Photo: Four Women Earning Bachelor’s Degrees from Bedford Hills Correctional Facility

I work at the Bedford Hills Correctional Facility for Women as a writing tutor. Since coming to college and reading In the Belly of the Beast by Jack Henry Abbott, a repertoire of prison literature, I have wanted to work in a prison environment. While it took some research and persistence on my part to locate an opportunity, not to mention an application process, a TB test, and background check, when I finally started my volunteer position at Bedford, I quickly discovered that it was exactly what I wanted to do.

The women are getting their bachelors degrees in sociology (the only major offered). It takes a great deal of time to get this far. They must already have had their high school diplomas when they were booked, or obtain their GED while in prison.
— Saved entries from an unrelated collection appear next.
//! Persisted session storage.
//!
//! # Design
//! `SessionStore` keeps one JSON-serialized `Session` under a single key of a
//! `KeyValueStore`. Every mutation is written through immediately. A stored
//! value that does not deserialize into a complete `Session` is treated as no
//! session at all.

use std::collections::{BTreeMap, HashMap};
use std::fs;
use std::path::{Path, PathBuf};

use serde::{Deserialize, Serialize};
use tracing::warn;

use crate::error::ApiError;

/// Default storage key for the session.
pub const DEFAULT_SESSION_KEY: &str = "user";

/// The authenticated user and their access token.
///
/// `_id`, `username` and `accessToken` are mandatory; a payload missing any of
/// them does not deserialize.
#[derive(Debug, Clone, PartialEq, Eq, Serialize, Deserialize)]
pub struct Session {
    #[serde(rename = "_id")]
    pub user_id: String,
    pub username: String,
    #[serde(rename = "accessToken")]
    pub access_token: String,
    #[serde(default, skip_serializing_if = "Option::is_none")]
    pub email: Option<String>,
}

/// String key-value persistence, the moral equivalent of browser storage.
pub trait KeyValueStore {
    fn get(&self, key: &str) -> Result<Option<String>, ApiError>;
    fn set(&mut self, key: &str, value: String) -> Result<(), ApiError>;
    fn remove(&mut self, key: &str) -> Result<(), ApiError>;
}

#[derive(Debug, Clone, Default)]
pub struct MemoryStore {
    entries: HashMap<String, String>,
}

impl MemoryStore {
    pub fn new() -> Self {
        Self::default()
    }
}

impl KeyValueStore for MemoryStore {
    fn get(&self, key: &str) -> Result<Option<String>, ApiError> {
        Ok(self.entries.get(key).cloned())
    }

    fn set(&mut self, key: &str, value: String) -> Result<(), ApiError> {
        self.entries.insert(key.to_string(), value);
        Ok(())
    }

    fn remove(&mut self, key: &str) -> Result<(), ApiError> {
        self.entries.remove(key);
        Ok(())
    }
}

/// A JSON object on disk, rewritten on every `set` / `remove`.
#[derive(Debug, Clone)]
pub struct FileStore {
    path: PathBuf,
}

impl FileStore {
    pub fn new(path: impl Into<PathBuf>) -> Self {
        Self { path: path.into() }
    }

    pub fn path(&self) -> &Path {
        &self.path
    }

    fn read_all(&self) -> Result<BTreeMap<String, String>, ApiError> {
        let raw = match fs::read_to_string(&self.path) {
            Ok(raw) => raw,
            Err(e) if e.kind() == std::io::ErrorKind::NotFound => return Ok(BTreeMap::new()),
            Err(e) => return Err(ApiError::Storage(e.to_string())),
        };
        if raw.trim().is_empty() {
            return Ok(BTreeMap::new());
        }
        serde_json::from_str(&raw).map_err(|e| ApiError::Storage(e.to_string()))
    }

    fn write_all(&self, entries: &BTreeMap<String, String>) -> Result<(), ApiError> {
        let raw = serde_json::to_string_pretty(entries).map_err(|e| ApiError::Storage(e.to_string()))?;
        fs::write(&self.path, raw).map_err(|e| ApiError::Storage(e.to_string()))
    }
}

impl KeyValueStore for FileStore {
    fn get(&self, key: &str) -> Result<Option<String>, ApiError> {
        Ok(self.read_all()?.remove(key))
    }

    fn set(&mut self, key: &str, value: String) -> Result<(), ApiError> {
        let mut entries = self.read_all()?;
        entries.insert(key.to_string(), value);
        self.write_all(&entries)
    }

    fn remove(&mut self, key: &str) -> Result<(), ApiError> {
        let mut entries = self.read_all()?;
        if entries.remove(key).is_some() {
            self.write_all(&entries)?;
        }
        Ok(())
    }
}

#[derive(Debug, Clone)]
pub struct SessionStore<S> {
    storage: S,
    key: String,
}

impl<S: KeyValueStore> SessionStore<S> {
    pub fn new(storage: S) -> Self {
        Self::with_key(storage, DEFAULT_SESSION_KEY)
    }

    pub fn with_key(storage: S, key: &str) -> Self {
        Self {
            storage,
            key: key.to_string(),
        }
    }

    /// Read the persisted session. Unreadable or partial values load as
    /// `None`.
    pub fn load(&self) -> Option<Session> {
        let raw = match self.storage.get(&self.key) {
            Ok(Some(raw)) => raw,
            Ok(None) => return None,
            Err(e) => {
                warn!(key = %self.key, error = %e, "could not read persisted session");
                return None;
            }
        };
        match serde_json::from_str::<Option<Session>>(&raw) {
            Ok(session) => session,
            Err(e) => {
                warn!(key = %self.key, error = %e, "discarding malformed persisted session");
                None
            }
        }
    }

    pub fn save(&mut self, session: &Session) -> Result<(), ApiError> {
        let raw = serde_json::to_string(session).map_err(|e| ApiError::Serialization(e.to_string()))?;
        self.storage.set(&self.key, raw)
    }

    pub fn clear(&mut self) -> Result<(), ApiError> {
        self.storage.remove(&self.key)
    }

    pub fn storage(&self) -> &S {
        &self.storage
    }
}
After this, if they stay on good behavior for at least a year, they can apply for the college program. Once enrolled in the program, it typically takes inmates between 10 – 12 years to earn their bachelor’s degree.
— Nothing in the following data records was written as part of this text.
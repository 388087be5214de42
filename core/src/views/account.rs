use tracing::warn;

use crate::app::Library;
use crate::form::FormState;
use crate::http::Transport;
use crate::session::KeyValueStore;
use crate::validate::{FormValues, Validator};
use crate::views::{submit_outcome, Outcome, Route};

fn field<'a>(values: &'a FormValues, name: &str) -> &'a str {
    values.get(name).map(String::as_str).unwrap_or("")
}

#[derive(Debug)]
pub struct LoginView {
    pub form: FormState,
}

impl Default for LoginView {
    fn default() -> Self {
        Self::new()
    }
}

impl LoginView {
    pub fn new() -> Self {
        Self {
            form: FormState::blank(Validator::login()),
        }
    }

    pub fn submit<T: Transport, S: KeyValueStore>(&mut self, lib: &mut Library<T, S>) -> Outcome {
        let outcome = self.form.handle_submit(|values, _| {
            lib.auth_mut()
                .login(field(values, "email"), field(values, "password"))
                .map(|_| ())
        });
        submit_outcome(outcome, Route::Home, Route::Login)
    }
}

#[derive(Debug)]
pub struct RegisterView {
    pub form: FormState,
}

impl Default for RegisterView {
    fn default() -> Self {
        Self::new()
    }
}

impl RegisterView {
    pub fn new() -> Self {
        Self {
            form: FormState::blank(Validator::register()),
        }
    }

    pub fn submit<T: Transport, S: KeyValueStore>(&mut self, lib: &mut Library<T, S>) -> Outcome {
        let outcome = self.form.handle_submit(|values, _| {
            lib.auth_mut()
                .register(
                    field(values, "username"),
                    field(values, "email"),
                    field(values, "password"),
                )
                .map(|_| ())
        });
        submit_outcome(outcome, Route::Home, Route::Register)
    }
}

/// Sign out and go home. A failed server notification is only logged: the
/// local session is gone either way.
pub fn logout<T: Transport, S: KeyValueStore>(lib: &mut Library<T, S>) -> Outcome {
    if let Err(e) = lib.auth_mut().logout() {
        warn!(error = %e, "logout completed locally only");
    }
    Outcome::Navigate(Route::Home)
}
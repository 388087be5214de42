use crate::app::Library;
use crate::catalog::{join_borrowed, CatalogApi};
use crate::error::ApiError;
use crate::http::Transport;
use crate::session::KeyValueStore;
use crate::types::BorrowedBook;
use crate::views::{error_outcome, Outcome, Route};

/// The current user's borrowed books.
#[derive(Debug, Default)]
pub struct BorrowedView {
    pub items: Vec<BorrowedBook>,
}

impl BorrowedView {
    pub fn new() -> Self {
        Self::default()
    }

    pub fn load<T: Transport, S: KeyValueStore>(&mut self, lib: &Library<T, S>) -> Outcome {
        let user_id = match lib.auth().user_id() {
            Some(id) if lib.auth().is_authenticated() => id,
            _ => return Outcome::Navigate(Route::Login),
        };
        let records = match lib.fetch(lib.api().build_list_borrowed(user_id), CatalogApi::parse_borrowed) {
            Ok(records) => records,
            Err(e) => return error_outcome(e, Route::Home),
        };
        if records.is_empty() {
            self.items.clear();
            return Outcome::Stay;
        }
        match lib.fetch(lib.api().build_list_books(), CatalogApi::parse_books) {
            Ok(books) => {
                self.items = join_borrowed(records, &books);
                Outcome::Stay
            }
            Err(e) => error_outcome(e, Route::Home),
        }
    }

    /// Return a borrowed book by deleting its record.
    pub fn return_book<T: Transport, S: KeyValueStore>(&mut self, lib: &Library<T, S>, record_id: &str) -> Outcome {
        let result = lib.auth().require_token().and_then(|token| {
            lib.fetch(lib.api().build_return_book(record_id, token), CatalogApi::parse_empty)
        });
        match result {
            Ok(()) => {
                self.items.retain(|item| item.record.id != record_id);
                Outcome::Stay
            }
            Err(ApiError::Request { message, .. }) => {
                Outcome::Notify(format!("Failed to return the book: {message}"))
            }
            Err(e) => error_outcome(e, Route::Borrowed),
        }
    }
}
I am a teacher’s assistant to Ragnhild Utheim, an anthropology professor here at Purchase. I also work with students one-on-one during my office hours, as well as collectively in class, discussing issues like human rights. Hearing them discuss human rights has grown my understanding. Before teaching in the prison, I thought about human rights as positive entitlements. Now, hearing these women talk, I see human rights as tokens that can be used against you. People in a higher position of power can take your rights away as punishment. This perspective is clearest to me while reading their senior capstones.

The students are all researching projects that focus on a variety of humans’ rights breaches, ranging from issues like health care available for aging prisoners to how post-partum depression is falsely diagnosed as clinical depression, making victims of post-partum depression responsible for their actions in their mentally impaired states. I help them collect empirical articles to support their claims and while doing so, I learn about the absence of human rights that exists in our nation. I talk with them about how they read each article and how it relates to them and to me. I also talk to them about life at Bedford Hills Correctional and how it differs from life outside of the penitentiary. I urge them to tie this into their papers as well. Talking to them gives me the knowledge to think dynamically about every topic posed. Since I began working there, I think about what the inmates would say. While watching the news or even just talking to a friend about a controversial topic, I am always sure to present the issue from my students’ perspective. I’m their tutor, but I’ve learned so much from these women.

These women may be in prison, but in our classroom they are treated like college students. Seeing how the women work collaboratively and teach one another, I’ve realized just how important this program is. Education forges a path that leads to a better life, one of autonomy. Because of everything I have learned and taught, I feel privileged to work at Bedford Hills Correctional Facility.